This Satellite Died in 1967. For Some Reason, It Just Spoke to Us Again.

Yahoo01-07-2025
Here's what you'll learn when you read this story:
A fast radio burst (FRB) was detected coming from near-Earth orbit, which is unusually close considering the closest known FRB was detected tens of thousands of light-years away.
It turned out that the signal came from a satellite that had been decommissioned in the late 1960s after its instruments broke down.
What triggered the electrostatic discharge that caused the signal is still uncertain, but investigating further could help us figure out how to prevent damage to live spacecraft.
Space is chock-full of mysterious signals. While most come from natural cosmic phenomena, one recent fast radio burst (FRB) had all the markings of advanced technology, which baffled scientists until they traced it back to a surprising source: our own space junk.

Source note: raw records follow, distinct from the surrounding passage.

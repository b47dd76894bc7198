use anyhow::Context;
use sqlx::{postgres::PgPoolOptions, PgPool};

pub async fn connect(database_url: &str) -> anyhow::Result<PgPool> {
    PgPoolOptions::new()
        .max_connections(10)
        .connect(database_url)
        .await
        .context("connect to database")
}

/// Applies `migrations/`. A failure is logged and startup continues.
pub async fn migrate(db: &PgPool) {
    match sqlx::migrate!("./migrations").run(db).await {
        Ok(()) => tracing::info!("migrations applied"),
        Err(e) => tracing::warn!(error = %e, "migration failed; continuing"),
    }
}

The accumulation of human junk has gone beyond Earth's landfills. Orbiting our planet is an entire cosmic dumpster of space garbage, from the 23,000-ish larger pieces of refuse, such as decommissioned satellites, to over 100 million stray fragments of metal and glass and whatever else is flying around.
Satellites that retire are deorbited into a graveyard orbit within 25 years of their missions ending. This is the case with NASA's Relay 2 satellite, which took off in 1964 until its transponders glitched. It hung dead in near-Earth orbit by 1967 and has beamed nothing down since—until now.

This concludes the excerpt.